Rentrée Littéraire 2020 – Les avis express de Topobiblioteca

Titre VF : Sale Bourge

Auteur : Nicolas Rodier

Editions Flammarion, 2020.

Genre : Littérature contemporaine

Résumé :

 » Pierre passe la journée en garde à vue après que sa toute jeune femme a porté plainte contre lui pour violences conjugales. Pierre a frappé, lui aussi, comme il a été frappé, enfant. Pierre n’a donc pas échappé à sa  »bonne éducation » : élevé à Versailles, il est le fils aîné d’une famille nombreuses où la certitude d’être au-dessus des autres et toujours dans son bon droit autorise toutes les violences, physiques comme symboliques. Pierre avait pourtant essayé, lui qu’on jugeait trop sensible, trop velléitaire, si peu  »famille », de résister aux mots d’ordre et aux coups.

Comment en est-il arrivé là ? C’est en replongeant dans son enfance et son adolescence qu’il va tenter de comprendre ce qui s’est joué, intimement et socialement, dans cette famille de  »privilégiés ».

Dans ce premier roman, Nicolas Rodier met en scène la famille comme un jeu de construction dont il faut détourner les règles pour sortir gagnant.  »

Chronique :

Sale Bourge est un des fameux premiers romans de cette rentrée, il intrigue par son titre cru et provocateur… Malheureusement, de crudité il n’en sera pas mention comme le sujet des violences conjugales le laissait penser.

Pierre est accusé par sa femme, nous le rencontrons à la sortie du tribunal. Le livre est ensuite une plongée dans le passé, où comment le mal peut s’enraciner profondément dès l’enfance mais surtout dans une famille en apparence bien sous tous rapports et aisée.

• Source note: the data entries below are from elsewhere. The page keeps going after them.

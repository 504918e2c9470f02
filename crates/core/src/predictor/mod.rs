//! Predictors turn a fetched artifact into a per-modality prediction.
//!
//! Each implementation handles one [`Modality`](crate::task::Modality) and is
//! registered once at startup in a [`PredictorRegistry`]; the task processor
//! looks predictors up by the modalities a request names.

pub mod edf;
mod eeg;
mod error;
mod mri;
mod registry;
mod traits;

pub use eeg::{classify_recording, EegPredictor};
pub use error::PredictionError;
pub use mri::MriPredictor;
pub use registry::PredictorRegistry;
pub use traits::Predictor;
//! Fetcher module for retrieving remote artifacts into scratch storage.
//!
//! # Backends
//!
//! - `FtpFetcher`: downloads from the exam file server over FTP, checking the
//!   received length against `SIZE`
//! - `LocalFetcher`: copies from a mounted directory that mirrors the server
//!
//! Use [`create_fetcher`] to build the backend selected in configuration.

mod error;
mod ftp;
mod local;
mod traits;

use std::sync::Arc;

pub use error::FetchError;
pub use ftp::FtpFetcher;
pub use local::LocalFetcher;
pub use traits::{validate_remote, FetchedArtifact, Fetcher};

use crate::config::{ConfigError, FetcherBackend, FetcherConfig};

/// Builds the fetcher selected by `config.backend`.
pub fn create_fetcher(config: &FetcherConfig) -> Result<Arc<dyn Fetcher>, ConfigError> {
    match config.backend {
        FetcherBackend::Ftp => {
            let ftp = config.ftp.clone().ok_or_else(|| {
                ConfigError::ValidationError("fetcher.ftp section missing".to_string())
            })?;
            Ok(Arc::new(FtpFetcher::new(ftp)))
        }
        FetcherBackend::Local => {
            let local = config.local.clone().ok_or_else(|| {
                ConfigError::ValidationError("fetcher.local section missing".to_string())
            })?;
            Ok(Arc::new(LocalFetcher::new(local)))
        }
    }
}
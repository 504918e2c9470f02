//! Prometheus metrics for the worker process.
//!
//! The registry carries the core task/broker metrics plus the HTTP metrics of
//! the health endpoint. Consumer state gauges are refreshed from
//! [`ConsumptionLoop::status`](aiep_core::ConsumptionLoop::status) on scrape.

use once_cell::sync::Lazy;
use prometheus::{
    self, Encoder, HistogramOpts, HistogramVec, IntCounterVec, IntGauge, Opts, Registry,
    TextEncoder,
};

use crate::state::AppState;

/// Global metrics registry.
pub static REGISTRY: Lazy<Registry> = Lazy::new(|| {
    let registry = Registry::new();
    register_metrics(&registry);
    registry
});

// =============================================================================
// HTTP Request Metrics
// =============================================================================

/// HTTP request duration in seconds.
pub static HTTP_REQUEST_DURATION: Lazy<HistogramVec> = Lazy::new(|| {
    HistogramVec::new(
        HistogramOpts::new(
            "aiep_http_request_duration_seconds",
            "HTTP request duration in seconds",
        )
        .buckets(vec![0.001, 0.005, 0.01, 0.05, 0.1, 0.5, 1.0]),
        &["method", "path", "status"],
    )
    .unwrap()
});

/// HTTP requests total count.
pub static HTTP_REQUESTS_TOTAL: Lazy<IntCounterVec> = Lazy::new(|| {
    IntCounterVec::new(
        Opts::new("aiep_http_requests_total", "Total HTTP requests"),
        &["method", "path", "status"],
    )
    .unwrap()
});

// =============================================================================
// Consumer State (collected on scrape)
// =============================================================================

/// 1 while the consumption loop is running.
pub static CONSUMER_RUNNING: Lazy<IntGauge> = Lazy::new(|| {
    IntGauge::new(
        "aiep_consumer_running",
        "Whether the consumption loop is running (1) or not (0)",
    )
    .unwrap()
});

/// 1 while a broker session is consuming.
pub static CONSUMER_CONNECTED: Lazy<IntGauge> = Lazy::new(|| {
    IntGauge::new(
        "aiep_consumer_connected",
        "Whether a broker session is consuming (1) or not (0)",
    )
    .unwrap()
});

/// Configured worker slots.
pub static CONSUMER_CONCURRENCY: Lazy<IntGauge> = Lazy::new(|| {
    IntGauge::new("aiep_consumer_concurrency", "Configured worker slots").unwrap()
});

fn register_metrics(registry: &Registry) {
    registry
        .register(Box::new(HTTP_REQUEST_DURATION.clone()))
        .unwrap();
    registry
        .register(Box::new(HTTP_REQUESTS_TOTAL.clone()))
        .unwrap();

    registry
        .register(Box::new(CONSUMER_RUNNING.clone()))
        .unwrap();
    registry
        .register(Box::new(CONSUMER_CONNECTED.clone()))
        .unwrap();
    registry
        .register(Box::new(CONSUMER_CONCURRENCY.clone()))
        .unwrap();

    for metric in aiep_core::metrics::all_metrics() {
        registry.register(metric).unwrap();
    }
}

/// Encode all registered metrics in the Prometheus text format.
pub fn encode_metrics() -> Result<String, prometheus::Error> {
    let encoder = TextEncoder::new();
    let metric_families = REGISTRY.gather();
    let mut buffer = Vec::new();
    encoder.encode(&metric_families, &mut buffer)?;
    Ok(String::from_utf8_lossy(&buffer).into_owned())
}

/// Refresh gauges that mirror consumer state.
pub fn collect_dynamic_metrics(state: &AppState) {
    let status = state.consumer().status();
    CONSUMER_RUNNING.set(i64::from(status.running));
    CONSUMER_CONNECTED.set(i64::from(status.connected));
    CONSUMER_CONCURRENCY.set(status.concurrency as i64);
}

/// Collapse unknown paths so scanners cannot blow up label cardinality.
pub fn normalize_path(path: &str) -> &'static str {
    match path {
        "/health" => "/health",
        "/metrics" => "/metrics",
        "/config" => "/config",
        _ => "other",
    }
}
mod loader;
mod types;
mod validate;

pub use loader::{load_config, load_config_from_str};
pub use types::*;
pub use validate::validate_config;

use thiserror::Error;

#[derive(Debug, Error)]
pub enum ConfigError {
    #[error("Configuration file not found: {0}")]
    FileNotFound(String),

    #[error("Failed to parse configuration: {0}")]
    ParseError(String),

    #[error("Configuration validation failed: {0}")]
    ValidationError(String),
}
pub mod broker;
pub mod config;
pub mod consumer;
pub mod fetcher;
pub mod metrics;
pub mod predictor;
pub mod processor;
pub mod retry;
pub mod task;
pub mod testing;

pub use broker::{AmqpConnector, Broker, BrokerError, Connector, Delivery, Envelope};
pub use config::{
    load_config, load_config_from_str, validate_config, Config, ConfigError, SanitizedConfig,
};
pub use consumer::{ConsumerConfig, ConsumerError, ConsumerStatus, ConsumptionLoop};
pub use fetcher::{create_fetcher, FetchError, Fetcher};
pub use predictor::{PredictionError, Predictor, PredictorRegistry};
pub use processor::{OutcomeKind, ProcessorConfig, TaskOutcome, TaskProcessor};
pub use task::{Modality, PredictionValue, TaskRequest, TaskResult};
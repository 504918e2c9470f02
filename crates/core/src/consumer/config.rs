//! Consumption loop configuration.

use serde::{Deserialize, Serialize};
use std::time::Duration;

use crate::config::{Config, RetryConfig, WorkerConfig};

/// Configuration for the consumption loop.
#[derive(Debug, Clone, Serialize, Deserialize)]
pub struct ConsumerConfig {
    /// Queue requests are consumed from.
    pub queue_in: String,

    /// Queue results are published to; declared at startup alongside `queue_in`.
    pub queue_out: String,

    /// Worker slots. Each processes one message at a time.
    pub concurrency: usize,

    /// How long in-flight tasks may drain after shutdown before being aborted.
    pub shutdown_timeout_secs: u64,

    /// Backoff between connection attempts. `max_attempts = 0` retries forever.
    pub reconnect: RetryConfig,
}

impl ConsumerConfig {
    pub fn from_config(config: &Config) -> Self {
        Self {
            queue_in: config.broker.queue_in.clone(),
            queue_out: config.broker.queue_out.clone(),
            ..Self::from_worker(&config.worker)
        }
    }

    fn from_worker(worker: &WorkerConfig) -> Self {
        Self {
            queue_in: "my-predictions".to_string(),
            queue_out: "my-predictions-anws".to_string(),
            concurrency: worker.concurrency.max(1),
            shutdown_timeout_secs: worker.shutdown_timeout_secs,
            reconnect: worker.reconnect.clone(),
        }
    }

    pub fn shutdown_timeout(&self) -> Duration {
        Duration::from_secs(self.shutdown_timeout_secs)
    }
}

impl Default for ConsumerConfig {
    fn default() -> Self {
        Self::from_worker(&WorkerConfig::default())
    }
}
//! Message broker transport.
//!
//! `Broker` is one live session (declare, consume, publish, ack/nack);
//! `Connector` creates sessions and is what the consumption loop holds, so a
//! reconnect replaces the whole `Broker` rather than mutating shared state.
//!
//! Every delivery carries an [`Envelope`] that must be settled exactly once.

mod amqp;
mod traits;
mod types;

pub use amqp::{AmqpBroker, AmqpConnector};
pub use traits::{Broker, Connector};
pub use types::{BrokerError, Delivery, DeliveryStream, Envelope};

Les questions de différences sociales et des prémices d’une violence ne sont qu’effleurées, nous suivons cet homme sans véritablement nous attacher. L’écriture n’y aide pas, elle est fluide sans être trop simple, agréable sans être brillante.

Un sujet qui méritait plus, plus de tranchant, plus de réalité, car tout ici est bien trop fade et insipide…

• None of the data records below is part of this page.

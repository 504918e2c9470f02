//! MRI predictor.
//!
//! Placeholder model: the artifact must be a zip archive holding at least one
//! image file, and the result is always `Negative`. The contract (input
//! validation, error surface, output key) is what the rest of the worker
//! depends on; a trained model slots in behind the same trait.

use std::path::{Path, PathBuf};

use async_trait::async_trait;
use tracing::debug;

use super::error::PredictionError;
use super::traits::Predictor;
use crate::task::{Modality, PredictionValue};

pub const NEGATIVE: &str = "Negative";

#[derive(Debug, Clone, Default)]
pub struct MriPredictor;

impl MriPredictor {
    pub fn new() -> Self {
        Self
    }
}

fn count_images(path: &Path) -> Result<usize, PredictionError> {
    let file = std::fs::File::open(path)?;
    let mut archive = zip::ZipArchive::new(file)?;
    let mut images = 0;
    for i in 0..archive.len() {
        if !archive.by_index(i)?.is_dir() {
            images += 1;
        }
    }
    Ok(images)
}

#[async_trait]
impl Predictor for MriPredictor {
    fn name(&self) -> &str {
        "mri-placeholder"
    }

    fn modality(&self) -> Modality {
        Modality::Mri
    }

    async fn predict(&self, artifact: &Path) -> Result<PredictionValue, PredictionError> {
        let path: PathBuf = artifact.to_path_buf();
        let images = tokio::task::spawn_blocking(move || count_images(&path))
            .await
            .map_err(|e| PredictionError::Task(e.to_string()))??;

        if images == 0 {
            return Err(PredictionError::InvalidInput(
                "MRI archive contains no files".to_string(),
            ));
        }

        debug!(images, "MRI archive accepted");
        Ok(PredictionValue::Label(NEGATIVE.to_string()))
    }
}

 » A la sortie du tribunal, les gestes d’amants et de réconfort ont disparu.

Je suis condamné à quatre mois de prison avec sursis pour violence conjugale, assortis d’une mise à l’épreuve de dix-huit mois et d’une injonction de soins.

J’ai trente-trois ans.  »

 

Titre VF : Benie soit Sixtine

Autrice : Maylis Adhémar

Editions Julliard, 2020.

Genre : Littérature contemporaine

Résumé :

 » Sixtine, jeune femme très pieuse, rencontre Pierre- Louis, en qui elle voit un époux idéal, partageant les mêmes valeurs qu’elle. Très vite, ils se marient dans le rite catholique traditionnel et emménagent à Nantes. Mais leur nuit de noces s’est révélée un calvaire, et l’arrivée prochaine d’un héritier, qui devrait être une bénédiction, s’annonce pour elle comme un chemin de croix. Jusqu’à ce qu’un événement tragique la pousse à ouvrir les yeux et à entrevoir une autre vérité.

Bénie soit Sixtine est avant tout l’histoire d’un éveil et d’une émancipation. Entre thriller psychologique et récit d’initiation, ce premier roman décrit l’emprise exercée par une famille d’extrémistes sur une jeune femme vulnérable et la toxicité d’un milieu pétri de convictions rétrogrades.

Un magnifique plaidoyer pour la tolérance et la liberté, qui dénonce avec force le dévoiement de la religion par les fondamentalistes.  »

Chronique :

Un livre qui flirte avec le thriller psychologique et domestique.

Dans un milieu bourgeois et catholique, Sixtine se marie avec Pierre-Louis, lui aussi issu d’une lignée prestigieuse. Un beau mariage, qu’il faut couronner par de beaux et nombreux enfants. La belle-famille veille à ne rien laisser au hasard, jusqu’au prénom de la future progéniture. Sixtine doit se plier aux règles, sous peine de voir son conte de fées réduit en poussière.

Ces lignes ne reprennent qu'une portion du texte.